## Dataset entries

********************

//! Boundary to the external processing engine (ffprobe / ffmpeg).
//!
//! Every call is an independent child process. Long-running calls stream
//! `-progress` output and check the cancellation signal between progress
//! lines; a cancelled child is killed before the call returns.

use async_trait::async_trait;
use serde::Serialize;
use std::ffi::{OsStr, OsString};
use std::path::{Path, PathBuf};
use std::process::Stdio;
use std::time::{Duration, Instant};
use tokio::io::{AsyncBufReadExt, AsyncRead, AsyncReadExt, BufReader};
use tokio::process::Command;
use tracing::{debug, info, warn};

use crate::cancel::CancellationToken;
use crate::config::EngineConfig;
use crate::error::EngineError;

const STDERR_TAIL_CHARS: usize = 2000;
const PROGRESS_LOG_INTERVAL: Duration = Duration::from_secs(2);

/// Single still frame to capture
#[derive(Debug, Clone, PartialEq, Eq, Serialize)]
pub struct FrameRequest {
    pub timestamp: u64,
    pub width: u32,
    pub height: u32,
}

/// Full re-encode of a source to one target geometry and bitrate
#[derive(Debug, Clone, PartialEq, Eq, Serialize)]
pub struct EncodeRequest {
    pub width: u32,
    pub height: u32,
    pub video_bitrate_kbps: u32,
    pub video_codec: String,
    pub audio_codec: String,
    pub audio_bitrate_kbps: u32,
    pub container: String,
    /// Source duration in seconds, used only for progress reporting
    pub duration_hint: u64,
}

#[derive(Debug, Clone, PartialEq, Eq, Serialize)]
pub struct AudioRequest {
    pub codec: String,
    pub bitrate_kbps: u32,
    pub format: String,
}

/// Operations the pipeline needs from a media processing engine
#[async_trait]
pub trait MediaEngine: Send + Sync {
    /// Container and stream table of `input`, as ffprobe-style JSON
    async fn probe(&self, input: &Path) -> Result<String, EngineError>;

    async fn extract_frame(
        &self,
        input: &Path,
        request: &FrameRequest,
        output: &Path,
        cancel: &CancellationToken,
    ) -> Result<(), EngineError>;

    async fn encode(
        &self,
        input: &Path,
        request: &EncodeRequest,
        output: &Path,
        cancel: &CancellationToken,
    ) -> Result<(), EngineError>;

    async fn extract_audio(
        &self,
        input: &Path,
        request: &AudioRequest,
        output: &Path,
        cancel: &CancellationToken,
    ) -> Result<(), EngineError>;
}

/// One line of `ffmpeg -progress` output that we care about
#[derive(Debug, Clone, PartialEq)]
pub enum ProgressEvent {
    OutTime(Duration),
    End,
}

pub fn parse_progress_line(line: &str) -> Option<ProgressEvent> {
    let (key, value) = line.trim().split_once('=')?;
    match key {
        // ffmpeg reports microseconds under both keys
        "out_time_us" | "out_time_ms" => value
            .trim()
            .parse::<u64>()
            .ok()
            .map(|us| ProgressEvent::OutTime(Duration::from_micros(us))),
        "progress" if value.trim() == "end" => Some(ProgressEvent::End),
        _ => None,
    }
}

/// Engine backed by the `ffprobe` and `ffmpeg` command line tools
#[derive(Debug, Clone)]
pub struct FfmpegEngine {
    ffmpeg: PathBuf,
    ffprobe: PathBuf,
}

fn os(value: impl AsRef<OsStr>) -> OsString {
    value.as_ref().to_os_string()
}

fn tail(text: &str, max_chars: usize) -> String {
    let trimmed = text.trim();
    if max_chars == 0 {
        return String::new();
    }
    match trimmed.char_indices().rev().nth(max_chars - 1) {
        Some((index, _)) => trimmed[index..].to_string(),
        None => trimmed.to_string(),
    }
}

impl FfmpegEngine {
    pub fn new(config: &EngineConfig) -> Self {
        Self {
            ffmpeg: config.ffmpeg_path.clone(),
            ffprobe: config.ffprobe_path.clone(),
        }
    }

    pub fn probe_args(input: &Path) -> Vec<OsString> {
        vec![
            os("-v"), os("quiet"),
            os("-print_format"), os("json"),
            os("-show_format"),
            os("-show_streams"),
            os(input),
        ]
    }

    pub fn frame_args(input: &Path, request: &FrameRequest, output: &Path) -> Vec<OsString> {
        vec![
            // Seek before -i for a fast keyframe seek
            os("-ss"), os(request.timestamp.to_string()),
            os("-i"), os(input),
            os("-frames:v"), os("1"),
            os("-vf"), os(format!("scale={}:{}", request.width, request.height)),
            os("-q:v"), os("2"),
            os("-y"),
            os(output),
        ]
    }

    pub fn encode_args(input: &Path, request: &EncodeRequest, output: &Path) -> Vec<OsString> {
        vec![
            os("-i"), os(input),
            os("-c:v"), os(&request.video_codec),
            os("-b:v"), os(format!("{}k", request.video_bitrate_kbps)),
            os("-vf"), os(format!("scale={}:{}", request.width, request.height)),
            os("-c:a"), os(&request.audio_codec),
            os("-b:a"), os(format!("{}k", request.audio_bitrate_kbps)),
            os("-f"), os(&request.container),
            os("-y"),
            os(output),
        ]
    }

    pub fn audio_args(input: &Path, request: &AudioRequest, output: &Path) -> Vec<OsString> {
        vec![
            os("-i"), os(input),
            os("-vn"),
            os("-c:a"), os(&request.codec),
            os("-b:a"), os(format!("{}k", request.bitrate_kbps)),
            os("-f"), os(&request.format),
            os("-y"),
            os(output),
        ]
    }

    /// Run ffmpeg to completion, streaming progress and honouring cancellation
    async fn run(
        &self,
        args: Vec<OsString>,
        duration_hint: u64,
        cancel: &CancellationToken,
    ) -> Result<(), EngineError> {
        if cancel.is_cancelled() {
            return Err(EngineError::Cancelled);
        }

        let program = self.ffmpeg.display().to_string();
        let mut cmd = Command::new(&self.ffmpeg);
        cmd.args(["-hide_banner", "-nostdin", "-loglevel", "error", "-nostats"])
            .args(["-progress", "pipe:1"])
            .args(&args)
            .stdin(Stdio::null())
            .stdout(Stdio::piped())
            .stderr(Stdio::piped())
            .kill_on_drop(true);

        info!("🎬 Running {} {:?}", program, args);

        let mut child = cmd.spawn().map_err(|e| EngineError::Spawn {
            program: program.clone(),
            message: e.to_string(),
        })?;

        let stdout = child
            .stdout
            .take()
            .ok_or_else(|| EngineError::Io("ffmpeg stdout was not captured".to_string()))?;
        let stderr = child
            .stderr
            .take()
            .ok_or_else(|| EngineError::Io("ffmpeg stderr was not captured".to_string()))?;

        // Drain stderr concurrently so a chatty child never blocks on a full pipe
        let stderr_task = tokio::spawn(read_lossy(stderr));

        let started = Instant::now();
        let mut last_report = Instant::now();
        let mut lines = BufReader::new(stdout).lines();

        loop {
            tokio::select! {
                biased;
                _ = cancel.cancelled() => {
                    warn!("🛑 Cancelling running {}", program);
                    let _ = child.kill().await;
                    stderr_task.abort();
                    return Err(EngineError::Cancelled);
                }
                line = lines.next_line() => {
                    match line {
                        Ok(Some(line)) => match parse_progress_line(&line) {
                            Some(ProgressEvent::OutTime(position)) => {
                                if last_report.elapsed() >= PROGRESS_LOG_INTERVAL {
                                    if duration_hint > 0 {
                                        let percent = (position.as_secs_f64() / duration_hint as f64 * 100.0).min(100.0);
                                        debug!("⏳ {}: {:.1}%", program, percent);
                                    } else {
                                        debug!("⏳ {}: {:.1}s encoded", program, position.as_secs_f64());
                                    }
                                    last_report = Instant::now();
                                }
                            }
                            Some(ProgressEvent::End) => debug!("{} reported end of progress", program),
                            None => {}
                        },
                        Ok(None) => break,
                        Err(e) => {
                            warn!("Error reading {} progress: {}", program, e);
                            break;
                        }
                    }
                }
            }
        }

        let status = tokio::select! {
            biased;
            _ = cancel.cancelled() => {
                warn!("🛑 Cancelling running {}", program);
                let _ = child.kill().await;
                stderr_task.abort();
                return Err(EngineError::Cancelled);
            }
            status = child.wait() => status.map_err(EngineError::from_io)?,
        };

        let stderr = stderr_task.await.unwrap_or_default();

        if !status.success() {
            return Err(EngineError::Exited {
                program,
                code: status.code(),
                stderr: tail(&stderr, STDERR_TAIL_CHARS),
            });
        }

        debug!("✅ {} finished in {:.2}s", program, started.elapsed().as_secs_f64());
        Ok(())
    }
}

impl Default for FfmpegEngine {
    fn default() -> Self {
        Self::new(&EngineConfig::default())
    }
}

#[async_trait]
impl MediaEngine for FfmpegEngine {
    async fn probe(&self, input: &Path) -> Result<String, EngineError> {
        let program = self.ffprobe.display().to_string();
        let output = Command::new(&self.ffprobe)
            .args(Self::probe_args(input))
            .stdin(Stdio::null())
            .kill_on_drop(true)
            .output()
            .await
            .map_err(|e| EngineError::Spawn {
                program: program.clone(),
                message: e.to_string(),
            })?;

        if !output.status.success() {
            return Err(EngineError::Exited {
                program,
                code: output.status.code(),
                stderr: tail(&String::from_utf8_lossy(&output.stderr), STDERR_TAIL_CHARS),
            });
        }

        Ok(String::from_utf8_lossy(&output.stdout).into_owned())
    }

    async fn extract_frame(
        &self,
        input: &Path,
        request: &FrameRequest,
        output: &Path,
        cancel: &CancellationToken,
    ) -> Result<(), EngineError> {
        self.run(Self::frame_args(input, request, output), 0, cancel).await
    }

    async fn encode(
        &self,
        input: &Path,
        request: &EncodeRequest,
        output: &Path,
        cancel: &CancellationToken,
    ) -> Result<(), EngineError> {
        self.run(
            Self::encode_args(input, request, output),
            request.duration_hint,
            cancel,
        )
        .await
    }

    async fn extract_audio(
        &self,
        input: &Path,
        request: &AudioRequest,
        output: &Path,
        cancel: &CancellationToken,
    ) -> Result<(), EngineError> {
        self.run(Self::audio_args(input, request, output), 0, cancel).await
    }
}

/// Reads a child's diagnostic stream to the end, replacing invalid UTF-8
async fn read_lossy<R: AsyncRead + Unpin>(mut reader: R) -> String {
    let mut buffer = Vec::new();
    if let Err(e) = reader.read_to_end(&mut buffer).await {
        debug!("⚠️ stderr read stopped early: {}", e);
    }
    String::from_utf8_lossy(&buffer).into_owned()
}

#[cfg(test)]
mod tests {
    use super::*;

    fn contains_pair(args: &[OsString], flag: &str, value: &str) -> bool {
        args.windows(2).any(|w| w[0] == *flag && w[1] == *value)
    }

    #[test]
    fn test_progress_parsing() {
        assert_eq!(
            parse_progress_line("out_time_us=1500000"),
            Some(ProgressEvent::OutTime(Duration::from_millis(1500)))
        );
        assert_eq!(
            parse_progress_line("out_time_ms=2000000"),
            Some(ProgressEvent::OutTime(Duration::from_secs(2)))
        );
        assert_eq!(parse_progress_line("progress=end"), Some(ProgressEvent::End));
        assert_eq!(parse_progress_line("progress=continue"), None);
        assert_eq!(parse_progress_line("out_time_us=N/A"), None);
        assert_eq!(parse_progress_line("garbage"), None);
    }

    #[test]
    fn test_encode_args() {
        let request = EncodeRequest {
            width: 1280,
            height: 720,
            video_bitrate_kbps: 2500,
            video_codec: "libx264".to_string(),
            audio_codec: "aac".to_string(),
            audio_bitrate_kbps: 128,
            container: "mp4".to_string(),
            duration_hint: 60,
        };
        let args = FfmpegEngine::encode_args(Path::new("/in.mov"), &request, Path::new("/out.mp4"));

        assert!(contains_pair(&args, "-i", "/in.mov"));
        assert!(contains_pair(&args, "-c:v", "libx264"));
        assert!(contains_pair(&args, "-b:v", "2500k"));
        assert!(contains_pair(&args, "-vf", "scale=1280:720"));
        assert!(contains_pair(&args, "-b:a", "128k"));
        assert!(contains_pair(&args, "-f", "mp4"));
        assert_eq!(args.last().unwrap(), "/out.mp4");
    }

    #[test]
    fn test_frame_args_seek_before_input() {
        let request = FrameRequest { timestamp: 225, width: 1280, height: 720 };
        let args = FfmpegEngine::frame_args(Path::new("/in.mp4"), &request, Path::new("/t.jpg"));

        assert_eq!(args[0], "-ss");
        assert_eq!(args[1], "225");
        assert_eq!(args[2], "-i");
        assert!(contains_pair(&args, "-frames:v", "1"));
    }

    #[test]
    fn test_stderr_tail_is_bounded() {
        let long = "x".repeat(5000);
        assert_eq!(tail(&long, 100).chars().count(), 100);
        assert_eq!(tail("  short \n", 100), "short");
    }

    #[tokio::test]
    async fn test_missing_binary_reports_spawn_error() {
        let engine = FfmpegEngine::new(&EngineConfig {
            ffmpeg_path: PathBuf::from("/nonexistent/ffmpeg-binary"),
            ffprobe_path: PathBuf::from("/nonexistent/ffprobe-binary"),
        });
        let err = engine.probe(Path::new("/tmp/whatever.mp4")).await.unwrap_err();
        assert!(matches!(err, EngineError::Spawn { .. }));
    }

    #[tokio::test]
    async fn test_stderr_with_invalid_utf8_is_kept() {
        let mut raw = b"frame=  12 \xff\xfe garbage\n".to_vec();
        raw.extend_from_slice(b"No space left on device\n");

        let text = read_lossy(&raw[..]).await;
        assert!(text.contains('\u{FFFD}'));
        assert!(text.contains("No space left on device"));
        assert!(EngineError::Exited {
            program: "ffmpeg".to_string(),
            code: Some(1),
            stderr: tail(&text, STDERR_TAIL_CHARS),
        }
        .is_disk_full());
    }
}
#[cfg(test)]
mod tests {
    use super::*;
    use crate::config::ConfigBuilder;
    use crate::engine::FfmpegEngine;

    fn coordinator(workers: Option<usize>) -> PipelineCoordinator {
        let mut builder = ConfigBuilder::new();
        if let Some(workers) = workers {
            builder = builder.with_workers(workers);
        }
        PipelineCoordinator::new(&builder.build(), Arc::new(FfmpegEngine::default()))
    }

    fn generator() -> ThumbnailGenerator {
        ThumbnailGenerator::new(
            Arc::new(FfmpegEngine::default()),
            &crate::config::ThumbnailConfig::default(),
        )
    }

    #[test]
    fn test_worker_limit() {
        assert_eq!(coordinator(Some(4)).worker_limit(2), 2);
        assert_eq!(coordinator(Some(4)).worker_limit(10), 4);
        assert_eq!(coordinator(Some(4)).worker_limit(0), 1);
        assert!(coordinator(None).worker_limit(64) <= num_cpus::get());
    }

    #[test]
    fn test_quality_policy_parsing() {
        assert_eq!("best-effort".parse::<QualityPolicy>(), Ok(QualityPolicy::BestEffort));
        assert_eq!("Require-All".parse::<QualityPolicy>(), Ok(QualityPolicy::RequireAll));
        assert!("strict".parse::<QualityPolicy>().is_err());
        assert_eq!(QualityPolicy::RequireAny.to_string(), "require-any");
    }

    #[test]
    fn test_quality_policy_satisfaction() {
        let mut outcomes = BTreeMap::new();
        outcomes.insert(Quality::P360, TranscodeOutcome::failure(Quality::P360, "x"));
        outcomes.insert(Quality::P720, TranscodeOutcome::failure(Quality::P720, "y"));

        assert!(QualityPolicy::BestEffort.is_satisfied(&outcomes));
        assert!(!QualityPolicy::RequireAny.is_satisfied(&outcomes));

        outcomes.insert(
            Quality::P720,
            TranscodeOutcome::success(Quality::P720, PathBuf::from("/v/720.mp4")),
        );
        assert!(QualityPolicy::RequireAny.is_satisfied(&outcomes));
        assert!(!QualityPolicy::RequireAll.is_satisfied(&outcomes));
        assert!(QualityPolicy::RequireAny.is_satisfied(&BTreeMap::new()));
    }

    #[test]
    fn test_single_offset_clamped_to_middle() {
        let generator = generator();
        let inside = ThumbnailPlan::Single { offset: 5 }.specs(&generator, 120);
        assert_eq!(inside[0].timestamp, 5);

        let past_end = ThumbnailPlan::Single { offset: 5 }.specs(&generator, 3);
        assert_eq!(past_end[0].timestamp, 1);
    }

    #[test]
    fn test_plan_specs() {
        let generator = generator();
        let stamps: Vec<u64> = ThumbnailPlan::Evenly { count: 3 }
            .specs(&generator, 900)
            .iter()
            .map(|s| s.timestamp)
            .collect();
        assert_eq!(stamps, vec![225, 450, 675]);
        assert!(ThumbnailPlan::None.specs(&generator, 900).is_empty());
        assert!(ThumbnailPlan::Supplied(PathBuf::from("/t.jpg"))
            .specs(&generator, 900)
            .is_empty());
    }

    #[test]
    fn test_duplicate_qualities_collapsed() {
        let request = JobRequest::new(
            SourceFile::new(PathBuf::from("/in.mp4"), 1),
            PathBuf::from("/v"),
            PathBuf::from("/t"),
        )
        .with_qualities([Quality::P720, Quality::P360, Quality::P720]);
        assert_eq!(request.unique_qualities(), vec![Quality::P720, Quality::P360]);
    }

    #[test]
    fn test_parse_qualities() {
        assert_eq!(
            parse_qualities(["360p,720p", "1080p"]).unwrap(),
            vec![Quality::P360, Quality::P720, Quality::P1080]
        );
        assert!(parse_qualities(["4k"]).is_err());
    }

    #[test]
    fn test_request_without_work_is_rejected() {
        let request = JobRequest::new(
            SourceFile::new(PathBuf::from("/in.mp4"), 1),
            PathBuf::from("/v"),
            PathBuf::from("/t"),
        );
        assert!(matches!(request.check(), Err(PipelineError::InvalidRequest(_))));

        let zero_captures = request.clone().with_thumbnails(ThumbnailPlan::Evenly { count: 0 });
        assert!(zero_captures.check().is_err());

        let missing_poster = request
            .clone()
            .with_qualities([Quality::P360])
            .with_thumbnails(ThumbnailPlan::Supplied(PathBuf::from("/no/such/poster.jpg")));
        assert!(matches!(missing_poster.check(), Err(PipelineError::InvalidRequest(_))));

        assert!(request
            .clone()
            .with_thumbnails(ThumbnailPlan::Single { offset: 5 })
            .check()
            .is_ok());
        assert!(request.with_qualities([Quality::P720]).check().is_ok());
    }

    #[test]
    fn test_from_config_follows_thumbnail_mode() {
        let source = SourceFile::new(PathBuf::from("/in.mp4"), 1);
        let mut config = Config::default();

        let request = JobRequest::from_config(source.clone(), &config).unwrap();
        assert_eq!(request.thumbnails, ThumbnailPlan::Evenly { count: 3 });
        assert_eq!(request.qualities, vec![Quality::P360, Quality::P720]);

        config.thumbnails.mode = ThumbnailMode::Single;
        let request = JobRequest::from_config(source.clone(), &config).unwrap();
        assert_eq!(request.thumbnails, ThumbnailPlan::Single { offset: 5 });

        config.thumbnails.mode = ThumbnailMode::None;
        let request = JobRequest::from_config(source, &config).unwrap();
        assert_eq!(request.thumbnails, ThumbnailPlan::None);
    }
}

********************

## Requirement
Please copy the line that contains "let request = JobRequest::from_config(source, &config).unwrap();" and each line after it through the end of the records, exactly, and no other lines.

## Result for this exercise
        let request = JobRequest::from_config(source, &config).unwrap();
        assert_eq!(request.thumbnails, ThumbnailPlan::None);
    }
}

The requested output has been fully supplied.